# Dataset entries
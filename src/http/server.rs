//! HTTP server setup.
//!
//! # Responsibilities
//! - Wrap the pipeline in an axum `Router` (fallback: every path, every method)
//! - Wire up middleware (request deadline, request ID, tracing)
//! - Stamp security headers outside the deadline so a 408 carries them too
//! - Serve on a listener until the shutdown future resolves

use std::future::Future;
use std::sync::Arc;
use std::time::Duration;

use axum::body::Body;
use axum::extract::State;
use axum::http::Request;
use axum::middleware::map_response_with_state;
use axum::response::Response;
use axum::Router;
use tokio::net::TcpListener;
use tower_http::request_id::{MakeRequestUuid, PropagateRequestIdLayer, SetRequestIdLayer};
use tower_http::timeout::TimeoutLayer;
use tower_http::trace::TraceLayer;

use crate::config::AppConfig;
use crate::http::pipeline::RequestPipeline;

/// HTTP front end for the request pipeline.
pub struct AppServer {
    router: Router,
}

impl AppServer {
    pub fn new(config: &AppConfig, pipeline: Arc<RequestPipeline>) -> Self {
        Self {
            router: Self::build_router(config, pipeline),
        }
    }

    /// Build the Axum router with all middleware layers.
    #[allow(deprecated)]
    fn build_router(config: &AppConfig, pipeline: Arc<RequestPipeline>) -> Router {
        Router::new()
            .fallback(pipeline_handler)
            .with_state(pipeline.clone())
            .layer(TimeoutLayer::new(Duration::from_secs(config.timeouts.request_secs)))
            .layer(map_response_with_state(pipeline, security_headers))
            .layer(PropagateRequestIdLayer::x_request_id())
            .layer(TraceLayer::new_for_http())
            .layer(SetRequestIdLayer::x_request_id(MakeRequestUuid))
    }

    /// The router, for driving requests without a socket.
    pub fn router(&self) -> Router {
        self.router.clone()
    }

    /// Run the server until `shutdown` resolves, then drain in-flight requests.
    pub async fn run<F>(self, listener: TcpListener, shutdown: F) -> Result<(), std::io::Error>
    where
        F: Future<Output = ()> + Send + 'static,
    {
        let addr = listener.local_addr()?;
        tracing::info!(address = %addr, "HTTP server starting");

        axum::serve(listener, self.router)
            .with_graceful_shutdown(shutdown)
            .await?;

        tracing::info!("HTTP server stopped");
        Ok(())
    }
}

async fn pipeline_handler(
    State(pipeline): State<Arc<RequestPipeline>>,
    request: Request<Body>,
) -> Response {
    pipeline.handle(request).await
}

/// Responses produced by the middleware itself never pass the pipeline.
async fn security_headers(
    State(pipeline): State<Arc<RequestPipeline>>,
    mut response: Response,
) -> Response {
    pipeline.security_headers().apply(response.headers_mut());
    response
}

#[cfg(test)]
mod tests {
    use super::*;
    use crate::config::Environment;
    use crate::observability::NullSink;
    use crate::routing::RouteRegistry;
    use crate::view::LayoutRenderer;
    use axum::http::StatusCode;
    use tower::ServiceExt;

    fn server() -> AppServer {
        let config = Arc::new(AppConfig::for_environment(Environment::Test, "s".repeat(64)));
        let pipeline = RequestPipeline::new(
            config.clone(),
            Arc::new(RouteRegistry::new()),
            Arc::new(LayoutRenderer::new()),
            Arc::new(NullSink),
        )
        .unwrap();
        AppServer::new(&config, Arc::new(pipeline))
    }

    #[tokio::test]
    async fn test_request_id_is_set_and_propagated() {
        let response = server()
            .router()
            .oneshot(Request::builder().uri("/nowhere").body(Body::empty()).unwrap())
            .await
            .unwrap();
        assert_eq!(response.status(), StatusCode::NOT_FOUND);
        assert!(response.headers().contains_key("x-request-id"));
    }

    #[tokio::test]
    async fn test_incoming_request_id_kept() {
        let request = Request::builder()
            .uri("/")
            .header("x-request-id", "abc-123")
            .body(Body::empty())
            .unwrap();
        let response = server().router().oneshot(request).await.unwrap();
        assert_eq!(response.status(), StatusCode::OK);
        assert_eq!(response.headers()["x-request-id"], "abc-123");
    }

    struct Slow;

    impl crate::routing::Handler for Slow {
        fn call<'a>(
            &'a self,
            _ctx: &'a mut crate::http::RequestContext,
        ) -> futures_util::future::BoxFuture<'a, crate::http::HandlerResult> {
            Box::pin(async {
                tokio::time::sleep(Duration::from_secs(5)).await;
                Ok(Response::new(Body::empty()))
            })
        }
    }

    #[tokio::test]
    async fn test_timeout_response_carries_security_headers() {
        let mut config = AppConfig::for_environment(Environment::Production, "s".repeat(64));
        config.timeouts.request_secs = 1;
        let config = Arc::new(config);
        let registry = Arc::new(RouteRegistry::new());
        registry.register("slow", Slow).unwrap();
        let pipeline = RequestPipeline::new(
            config.clone(),
            registry,
            Arc::new(LayoutRenderer::new()),
            Arc::new(NullSink),
        )
        .unwrap();

        let response = AppServer::new(&config, Arc::new(pipeline))
            .router()
            .oneshot(Request::builder().uri("/slow").body(Body::empty()).unwrap())
            .await
            .unwrap();
        assert_eq!(response.status(), StatusCode::REQUEST_TIMEOUT);
        assert_eq!(response.headers()["x-frame-options"], "deny");
        assert_eq!(response.headers().get_all("content-security-policy").iter().count(), 1);
    }
}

# Assigned task
So that nothing is lost, transcribe each entry exactly as written.

# Response to the task
filename src/http/server.rs
//! HTTP server setup.
//!
//! # Responsibilities
//! - Wrap the pipeline in an axum `Router` (fallback: every path, every method)
//! - Wire up middleware (request deadline, request ID, tracing)
//! - Stamp security headers outside the deadline so a 408 carries them too
//! - Serve on a listener until the shutdown future resolves

use std::future::Future;
use std::sync::Arc;
use std::time::Duration;

use axum::body::Body;
use axum::extract::State;
use axum::http::Request;
use axum::middleware::map_response_with_state;
use axum::response::Response;
use axum::Router;
use tokio::net::TcpListener;
use tower_http::request_id::{MakeRequestUuid, PropagateRequestIdLayer, SetRequestIdLayer};
use tower_http::timeout::TimeoutLayer;
use tower_http::trace::TraceLayer;

use crate::config::AppConfig;
use crate::http::pipeline::RequestPipeline;

/// HTTP front end for the request pipeline.
pub struct AppServer {
    router: Router,
}

impl AppServer {
    pub fn new(config: &AppConfig, pipeline: Arc<RequestPipeline>) -> Self {
        Self {
            router: Self::build_router(config, pipeline),
        }
    }

    /// Build the Axum router with all middleware layers.
    #[allow(deprecated)]
    fn build_router(config: &AppConfig, pipeline: Arc<RequestPipeline>) -> Router {
        Router::new()
            .fallback(pipeline_handler)
            .with_state(pipeline.clone())
            .layer(TimeoutLayer::new(Duration::from_secs(config.timeouts.request_secs)))
            .layer(map_response_with_state(pipeline, security_headers))
            .layer(PropagateRequestIdLayer::x_request_id())
            .layer(TraceLayer::new_for_http())
            .layer(SetRequestIdLayer::x_request_id(MakeRequestUuid))
    }

    /// The router, for driving requests without a socket.
    pub fn router(&self) -> Router {
        self.router.clone()
    }

    /// Run the server until `shutdown` resolves, then drain in-flight requests.
    pub async fn run<F>(self, listener: TcpListener, shutdown: F) -> Result<(), std::io::Error>
    where
        F: Future<Output = ()> + Send + 'static,
    {
        let addr = listener.local_addr()?;
        tracing::info!(address = %addr, "HTTP server starting");

        axum::serve(listener, self.router)
            .with_graceful_shutdown(shutdown)
            .await?;

        tracing::info!("HTTP server stopped");
        Ok(())
    }
}

async fn pipeline_handler(
    State(pipeline): State<Arc<RequestPipeline>>,
    request: Request<Body>,
) -> Response {
    pipeline.handle(request).await
}

/// Responses produced by the middleware itself never pass the pipeline.
async fn security_headers(
    State(pipeline): State<Arc<RequestPipeline>>,
    mut response: Response,
) -> Response {
    pipeline.security_headers().apply(response.headers_mut());
    response
}

#[cfg(test)]
mod tests {
    use super::*;
    use crate::config::Environment;
    use crate::observability::NullSink;
    use crate::routing::RouteRegistry;
    use crate::view::LayoutRenderer;
    use axum::http::StatusCode;
    use tower::ServiceExt;

    fn server() -> AppServer {
        let config = Arc::new(AppConfig::for_environment(Environment::Test, "s".repeat(64)));
        let pipeline = RequestPipeline::new(
            config.clone(),
            Arc::new(RouteRegistry::new()),
            Arc::new(LayoutRenderer::new()),
            Arc::new(NullSink),
        )
        .unwrap();
        AppServer::new(&config, Arc::new(pipeline))
    }

    #[tokio::test]
    async fn test_request_id_is_set_and_propagated() {
        let response = server()
            .router()
            .oneshot(Request::builder().uri("/nowhere").body(Body::empty()).unwrap())
            .await
            .unwrap();
        assert_eq!(response.status(), StatusCode::NOT_FOUND);
        assert!(response.headers().contains_key("x-request-id"));
    }

    #[tokio::test]
    async fn test_incoming_request_id_kept() {
        let request = Request::builder()
            .uri("/")
            .header("x-request-id", "abc-123")
            .body(Body::empty())
            .unwrap();
        let response = server().router().oneshot(request).await.unwrap();
        assert_eq!(response.status(), StatusCode::OK);
        assert_eq!(response.headers()["x-request-id"], "abc-123");
    }

    struct Slow;

    impl crate::routing::Handler for Slow {
        fn call<'a>(
            &'a self,
            _ctx: &'a mut crate::http::RequestContext,
        ) -> futures_util::future::BoxFuture<'a, crate::http::HandlerResult> {
            Box::pin(async {
                tokio::time::sleep(Duration::from_secs(5)).await;
                Ok(Response::new(Body::empty()))
            })
        }
    }

    #[tokio::test]
    async fn test_timeout_response_carries_security_headers() {
        let mut config = AppConfig::for_environment(Environment::Production, "s".repeat(64));
        config.timeouts.request_secs = 1;
        let config = Arc::new(config);
        let registry = Arc::new(RouteRegistry::new());
        registry.register("slow", Slow).unwrap();
        let pipeline = RequestPipeline::new(
            config.clone(),
            registry,
            Arc::new(LayoutRenderer::new()),
            Arc::new(NullSink),
        )
        .unwrap();

        let response = AppServer::new(&config, Arc::new(pipeline))
            .router()
            .oneshot(Request::builder().uri("/slow").body(Body::empty()).unwrap())
            .await
            .unwrap();
        assert_eq!(response.status(), StatusCode::REQUEST_TIMEOUT);
        assert_eq!(response.headers()["x-frame-options"], "deny");
        assert_eq!(response.headers().get_all("content-security-policy").iter().count(), 1);
    }
}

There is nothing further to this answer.